Since we moved God has somehow given me a taste for temporary; bites of just how quickly our minutes stack up and our lives are lived out. I have had more moments of awe and contented peace in these days as a mother than almost any other season. Maybe miscarriage does that to you. Maybe little-to-no plans does that to you. Maybe being at home more does that to you. Whatever it is, I am thankful- so very thankful- for this season.
We have taken our time in this transition. We still are. We have given extra hugs and extra grace. We have spent extra time together. We have eaten better, slept more and spent less. All of it feels needed, like medicine to busy souls.
I started meal planning for the first time. I'm not a planner by nature and the weeks Austin travels the meal plan looks a lot like frozen pizza while watching Fixer Upper reruns. But most weeks we buy the food we need, prepare it and enjoy it around our rectangle table. Together.
We have spent hours and hours at the library and Barnes & Noble- sifting through book after book, wandering, losing track of time, praising God for air conditioning. We have visited nearly every pool and splash pad; mostly soaked if we're outside- preferably with water over our own sweat.
I've escaped to some coffee shops downtown (sometimes joined by my sis) to write, to chat, to catch up on email or clean out some space on over-stored electronics.
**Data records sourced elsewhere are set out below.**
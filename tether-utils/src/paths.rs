//! Path utilities for tether
//!
//! Handles XDG Base Directory locations for config, state and runtime files,
//! plus the deterministic per-job socket layout.

use std::path::{Path, PathBuf};

use directories::ProjectDirs;

/// Application identifier for XDG directories
const APP_NAME: &str = "tether";

fn project_dirs() -> Option<ProjectDirs> {
    ProjectDirs::from("", "", APP_NAME)
}

/// Get the runtime directory
///
/// Location: `$XDG_RUNTIME_DIR/tether` or `/tmp/tether-$UID`
pub fn runtime_dir() -> PathBuf {
    if let Ok(xdg_runtime) = std::env::var("XDG_RUNTIME_DIR") {
        PathBuf::from(xdg_runtime).join(APP_NAME)
    } else {
        // SAFETY: getuid() is always safe to call
        let uid = unsafe { libc::getuid() };
        PathBuf::from(format!("/tmp/{}-{}", APP_NAME, uid))
    }
}

/// Directory holding one subdirectory of job sockets per client
pub fn jobs_dir() -> PathBuf {
    runtime_dir().join("jobs")
}

/// Socket path for a job manager
///
/// Location: `<runtime>/jobs/<client_id>/<job_id>.sock`. A main server that
/// restarts can find a running job from the two ids alone.
pub fn job_socket_path(client_id: &str, job_id: &str) -> PathBuf {
    jobs_dir().join(client_id).join(format!("{}.sock", job_id))
}

/// Get the configuration directory
///
/// Location: `$XDG_CONFIG_HOME/tether` or `~/.config/tether`
pub fn config_dir() -> PathBuf {
    project_dirs()
        .map(|p| p.config_dir().to_path_buf())
        .unwrap_or_else(fallback_config_dir)
}

/// Get the main configuration file path
pub fn config_file() -> PathBuf {
    config_dir().join("config.toml")
}

/// Get the state directory
///
/// Location: `$XDG_STATE_HOME/tether` or `~/.local/state/tether`
pub fn state_dir() -> PathBuf {
    project_dirs()
        .and_then(|p| p.state_dir().map(|d| d.to_path_buf()))
        .unwrap_or_else(fallback_state_dir)
}

/// Get the log directory
pub fn log_dir() -> PathBuf {
    state_dir().join("log")
}

/// Ensure a directory exists, creating it if necessary
pub fn ensure_dir(path: &Path) -> std::io::Result<()> {
    if !path.exists() {
        std::fs::create_dir_all(path)?;
    }
    Ok(())
}

/// Ensure a directory exists and is accessible only by its owner
pub fn ensure_private_dir(path: &Path) -> std::io::Result<()> {
    use std::os::unix::fs::PermissionsExt;

    ensure_dir(path)?;
    std::fs::set_permissions(path, std::fs::Permissions::from_mode(0o700))
}

fn home_dir() -> PathBuf {
    std::env::var("HOME")
        .map(PathBuf::from)
        .unwrap_or_else(|_| PathBuf::from("/tmp"))
}

fn fallback_config_dir() -> PathBuf {
    home_dir().join(".config").join(APP_NAME)
}

fn fallback_state_dir() -> PathBuf {
    home_dir().join(".local").join("state").join(APP_NAME)
}

#[cfg(test)]
mod tests {
    use super::*;
    use std::env;
    use std::os::unix::fs::PermissionsExt;

    // ==================== Runtime Dir Tests ====================

    #[test]
    fn test_runtime_dir_contains_tether() {
        let path = runtime_dir();
        assert!(path.to_string_lossy().contains("tether"));
    }

    #[test]
    fn test_runtime_dir_xdg_and_fallback() {
        let original = env::var("XDG_RUNTIME_DIR").ok();

        env::set_var("XDG_RUNTIME_DIR", "/run/user/1000");
        assert_eq!(runtime_dir(), PathBuf::from("/run/user/1000/tether"));

        env::remove_var("XDG_RUNTIME_DIR");
        let path = runtime_dir();
        assert!(path.to_string_lossy().starts_with("/tmp/tether-"));

        if let Some(val) = original {
            env::set_var("XDG_RUNTIME_DIR", val);
        }
    }

    // ==================== Job Socket Tests ====================

    #[test]
    fn test_job_socket_path_layout() {
        let path = job_socket_path("client-a", "job-b");
        assert!(path.ends_with("jobs/client-a/job-b.sock"));
    }

    #[test]
    fn test_job_socket_path_is_deterministic() {
        assert_eq!(job_socket_path("c", "j"), job_socket_path("c", "j"));
        assert_ne!(job_socket_path("c", "j1"), job_socket_path("c", "j2"));
        assert_ne!(job_socket_path("c1", "j"), job_socket_path("c2", "j"));
    }

    // ==================== Config/State Tests ====================

    #[test]
    fn test_config_file_name() {
        let path = config_file();
        assert_eq!(path.file_name().unwrap(), "config.toml");
        assert!(path.starts_with(config_dir()));
    }

    #[test]
    fn test_log_dir_is_under_state() {
        assert!(log_dir().starts_with(state_dir()));
        assert_eq!(log_dir().file_name().unwrap(), "log");
    }

    // ==================== ensure_dir Tests ====================

    #[test]
    fn test_ensure_dir_nested() {
        let temp = tempfile::tempdir().unwrap();
        let nested = temp.path().join("a").join("b");
        ensure_dir(&nested).unwrap();
        assert!(nested.is_dir());
        // Second call is a no-op
        ensure_dir(&nested).unwrap();
    }

    #[test]
    fn test_ensure_private_dir_mode() {
        let temp = tempfile::tempdir().unwrap();
        let dir = temp.path().join("jobs").join("client");
        ensure_private_dir(&dir).unwrap();

        let mode = std::fs::metadata(&dir).unwrap().permissions().mode();
        assert_eq!(mode & 0o777, 0o700);
    }
}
And I've watched the girls play. Play for Ry these days consists of make-believe, princesses in hand and princess embodied. She dresses-up and re-dresses-up, sings, prances, and assigns us all to be characters in her story. Play for Remi consists of flipping through Peppa Pig books or puzzles. She has a thing for puzzles. She's fast and she never gets frustrated.
It's amazing to see these girls step into a new, normal weekday and mysteriously become so miraculously themselves.
If you have prayed for me or our family in this transition- thank you. All I can say is that after Jesus- we owe all this sweetness to you.